Шрифт:
Интервал:
Закладка:
Если эксцентричное небольшое стиховорение вышло из-под пера Иль Пистоезе, то ему же могут принадлежать и другие записи в Атлантическом кодексе, написанные той же рукой. Одна из них – это очень личное стиховорение, обращенное к Леонардо. Впрочем, возможно, это всего лишь черновик. К сожалению, огромная клякса сделала эти строки нечитаемыми, но в инфракрасных лучах ученым удалось прочесть хотя бы часть. Название стихотворения можно прочесть как «S […] 4» – скорее всего, «Сонет 4». Начинается сонет так:
(Мой Леонардо, неужели в тебе нет никаких […] Леонардо, почему ты столь опечален?)
Остальные строчки прочесть не удалось, но, скорее всего, автор написал его с целью примирения, принося свои извинения. Последнее слово можно разобрать – это perdonnato, то есть прощение. На этой же странице есть поэтические строчки, написанные в привычной для Леонардо зеркальной манере. Это две цитаты из Овидия – «Дела, что без свидетельских глаз свершены и лишь ночи известны!» и «Время – губитель вещей» – и одна цитата из Петрарки. А ниже написан очаровательный небольшой куплет, вполне в стиле Каммелли, но в действительности являющийся цитатой из Луки Пульчи (брата Луиджи):
(He презирай меня из-за того, что я беден: человек беден, когда желает многого).[270]
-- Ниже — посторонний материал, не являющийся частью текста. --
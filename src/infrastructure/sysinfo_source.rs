// Live source backed by the local host via sysinfo
use crate::application::metrics_source::{
    LiveSource, MetricMeta, MetricValues, SourceMessage, SourceMeta,
};
use crate::domain::descriptor::{Derive, MetricDescriptor};
use crate::infrastructure::LOCAL_HOSTS;
use async_trait::async_trait;
use chrono::Utc;
use std::collections::HashMap;
use std::time::Duration;
use sysinfo::{Networks, ProcessesToUpdate, System};
use tokio::sync::mpsc;

const CHANNEL_CAPACITY: usize = 16;

/// Samples the machine this service runs on. Subscriptions for other hosts
/// are refused; their data can only come from the archive.
#[derive(Debug, Clone, Default)]
pub struct SysinfoLiveSource;

#[async_trait]
impl LiveSource for SysinfoLiveSource {
    async fn subscribe(
        &self,
        descriptor: &MetricDescriptor,
        interval_ms: i64,
    ) -> anyhow::Result<mpsc::Receiver<SourceMessage>> {
        if let Some(host) = descriptor.host() {
            if !LOCAL_HOSTS.contains(&host) {
                anyhow::bail!("no live source for remote host {}", host);
            }
        }
        if interval_ms <= 0 {
            anyhow::bail!("invalid sampling interval {}ms", interval_ms);
        }

        let (tx, rx) = mpsc::channel(CHANNEL_CAPACITY);
        let descriptor = descriptor.clone();
        tokio::spawn(async move {
            let mut host = HostReader::new();
            let mut rates = RateTracker::default();
            let mut instances: Option<Vec<Option<Vec<String>>>> = None;
            let mut ticker = tokio::time::interval(Duration::from_millis(interval_ms as u64));

            loop {
                ticker.tick().await;
                let now_ms = Utc::now().timestamp_millis();
                host.refresh();
                let readings: Vec<Reading> = descriptor
                    .metrics()
                    .iter()
                    .map(|name| host.read(name))
                    .collect();

                let current: Vec<Option<Vec<String>>> =
                    readings.iter().map(|r| r.instances.clone()).collect();
                if instances.as_ref() != Some(&current) {
                    let meta = SourceMeta {
                        timestamp_ms: now_ms,
                        now_ms,
                        metrics: descriptor
                            .metrics()
                            .iter()
                            .zip(&current)
                            .map(|(name, instances)| MetricMeta {
                                name: name.clone(),
                                instances: instances.clone(),
                            })
                            .collect(),
                    };
                    if tx.send(SourceMessage::Meta(meta)).await.is_err() {
                        break;
                    }
                    instances = Some(current);
                }

                let row = descriptor
                    .metrics()
                    .iter()
                    .zip(readings)
                    .map(|(name, reading)| reading.into_values(name, descriptor.derive(), &mut rates, now_ms))
                    .collect();
                if tx.send(SourceMessage::Samples(vec![row])).await.is_err() {
                    break;
                }
            }
            tracing::debug!("Live subscription for {:?} closed", descriptor.metrics());
        });

        Ok(rx)
    }
}

/// One metric's current value. Counters are cumulative and become rates
/// when the descriptor asks for them.
#[derive(Debug, Clone, PartialEq)]
struct Reading {
    instances: Option<Vec<String>>,
    values: Vec<f64>,
    counter: bool,
}

impl Reading {
    fn gauge(value: f64) -> Self {
        Self {
            instances: None,
            values: vec![value],
            counter: false,
        }
    }

    fn counter(value: f64) -> Self {
        Self {
            instances: None,
            values: vec![value],
            counter: true,
        }
    }

    fn unknown() -> Self {
        Self {
            instances: None,
            values: Vec::new(),
            counter: false,
        }
    }

    fn into_values(self, name: &str, derive: Derive, rates: &mut RateTracker, now_ms: i64) -> MetricValues {
        let derived: Vec<Option<f64>> = match (derive, self.counter) {
            (Derive::Rate, true) => {
                let keys = self.instances.clone().unwrap_or_else(|| vec![String::new()]);
                keys.iter()
                    .zip(&self.values)
                    .map(|(instance, value)| rates.rate(&format!("{}/{}", name, instance), *value, now_ms))
                    .collect()
            }
            _ => self.values.iter().copied().map(Some).collect(),
        };

        match self.instances {
            Some(_) => MetricValues::Instances(derived),
            None => MetricValues::Scalar(derived.first().copied().flatten()),
        }
    }
}

/// Per-second rates of cumulative counters.
#[derive(Debug, Default)]
pub struct RateTracker {
    previous: HashMap<String, (f64, i64)>,
}

impl RateTracker {
    /// `None` for the first reading of a key, after a counter reset, or when
    /// no time has passed.
    pub fn rate(&mut self, key: &str, value: f64, now_ms: i64) -> Option<f64> {
        let previous = self.previous.insert(key.to_string(), (value, now_ms));
        let (last, last_ms) = previous?;
        if now_ms <= last_ms || value < last {
            return None;
        }
        Some((value - last) * 1000.0 / (now_ms - last_ms) as f64)
    }
}

struct HostReader {
    system: System,
    networks: Networks,
    disk_bytes: f64,
}

impl HostReader {
    fn new() -> Self {
        Self {
            system: System::new(),
            networks: Networks::new_with_refreshed_list(),
            disk_bytes: 0.0,
        }
    }

    fn refresh(&mut self) {
        self.system.refresh_cpu_all();
        self.system.refresh_memory();
        self.system.refresh_processes(ProcessesToUpdate::All, true);
        self.networks.refresh();

        // Process disk usage is reported per refresh; keep a running total.
        self.disk_bytes += self
            .system
            .processes()
            .values()
            .map(|p| {
                let usage = p.disk_usage();
                (usage.read_bytes + usage.written_bytes) as f64
            })
            .sum::<f64>();
    }

    fn read(&self, metric: &str) -> Reading {
        match metric {
            // Busy time in millisec per second, per CPU on average.
            "kernel.all.cpu.user" => Reading::gauge(self.system.global_cpu_usage() as f64 * 10.0),
            "kernel.all.cpu.nice" | "kernel.all.cpu.sys" => Reading::gauge(0.0),
            "mem.util.used" => Reading::gauge(self.system.used_memory() as f64),
            "network.interface.total.bytes" => {
                let mut interfaces: Vec<(&String, f64)> = self
                    .networks
                    .iter()
                    .map(|(name, data)| {
                        (name, (data.total_received() + data.total_transmitted()) as f64)
                    })
                    .collect();
                interfaces.sort_by(|a, b| a.0.cmp(b.0));
                Reading {
                    instances: Some(interfaces.iter().map(|(name, _)| name.to_string()).collect()),
                    values: interfaces.iter().map(|(_, bytes)| *bytes).collect(),
                    counter: true,
                }
            }
            "disk.dev.total_bytes" => Reading::counter(self.disk_bytes),
            other => {
                tracing::debug!("No local reading for metric {}", other);
                Reading::unknown()
            }
        }
    }
}

#[cfg(test)]
mod tests {
    use super::*;

    #[test]
    fn test_rate_tracker() {
        let mut rates = RateTracker::default();

        assert_eq!(rates.rate("eth0", 1000.0, 0), None);
        assert_eq!(rates.rate("eth0", 3000.0, 2000), Some(1000.0));
        assert_eq!(rates.rate("eth1", 5.0, 2000), None);
        // Counter wrapped or reset.
        assert_eq!(rates.rate("eth0", 10.0, 3000), None);
        assert_eq!(rates.rate("eth0", 510.0, 3500), Some(1000.0));
    }

    #[test]
    fn test_counter_readings_become_rates() {
        let mut rates = RateTracker::default();
        let reading = || Reading {
            instances: Some(vec!["eth0".to_string(), "lo".to_string()]),
            values: vec![100.0, 50.0],
            counter: true,
        };

        assert_eq!(
            reading().into_values("net", Derive::Rate, &mut rates, 0),
            MetricValues::Instances(vec![None, None])
        );

        let later = Reading {
            values: vec![300.0, 50.0],
            ..reading()
        };
        assert_eq!(
            later.into_values("net", Derive::Rate, &mut rates, 1000),
            MetricValues::Instances(vec![Some(200.0), Some(0.0)])
        );

        assert_eq!(
            Reading::gauge(42.0).into_values("mem", Derive::Raw, &mut rates, 0),
            MetricValues::Scalar(Some(42.0))
        );
        assert_eq!(
            Reading::unknown().into_values("x", Derive::Raw, &mut rates, 0),
            MetricValues::Scalar(None)
        );
    }

    #[tokio::test]
    async fn test_refuses_remote_hosts() {
        let result = SysinfoLiveSource
            .subscribe(&MetricDescriptor::memory().on_host("web-1"), 1000)
            .await;
        assert!(result.is_err());
    }

    #[tokio::test]
    async fn test_local_memory_feed() {
        let mut rx = SysinfoLiveSource
            .subscribe(&MetricDescriptor::memory(), 20)
            .await
            .unwrap();

        let Some(SourceMessage::Meta(meta)) = rx.recv().await else {
            panic!("expected metadata first");
        };
        assert_eq!(meta.metrics[0].name, "mem.util.used");
        assert_eq!(meta.metrics[0].instances, None);

        let Some(SourceMessage::Samples(rows)) = rx.recv().await else {
            panic!("expected a sample row");
        };
        assert_eq!(rows.len(), 1);
        assert!(matches!(rows[0][0], MetricValues::Scalar(Some(v)) if v > 0.0));
    }
}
Этот лист говорит нам о том, что Леонардо начал открывать для себя мир поэзии. Вполне возможно, что в это время он испытывал причудливое влияние Каммелли.
Мы находим в бумагах Леонардо еще одно стихотворение, написанное тем же почерком. Это сатира против Бернардо Беллинчьони, флорентийского поэта, работавшего в том же стиле, что и Каммелли, но принадлежавшего к более молодому поколению. Беллинчьони был фаворитом Лоренцо Медичи, обменивался с ним непристойными сонетами. Благоволила к нему и мать Лоренцо, Лукреция Торнабуони. Неудивительно, что он стал объектом нападок со стороны раздражительного Каммелли.[271] По-видимому, Леонардо тоже знал Беллинчьони – позднее, в Милане, они явно были знакомы и даже работали вместе. Они были одного возраста. Бернардо сумел подняться из бедности только благодаря своему остроумию – такая черта не могла не импонировать Леонардо. Беллинчьони был ярким, но сложным в общении юношей, этаким enfant terrible. Поэт Медичи, священник Маттео Франко был его врагом – Беллинчьони написал против него сонет, начинавшийся со слов: «Taci, non ciarlar piu che tu schimazzi» (Успокойся, прекрати болтать, или ты превратишься в обезьяну). Ядовитому Луиджи Пульчи Беллинчьони нравился. Он высоко оценил его остроумие в своем шедевре, бурлескной поэме Morgante maggiorre («Морганте»), опубликованной в 1481 году. Позднее Леонардо приобрел эту книгу и часто цитировал ее. Вот такой была литературная жизнь Флоренции в те годы, когда Леонардо работал в собственной студии.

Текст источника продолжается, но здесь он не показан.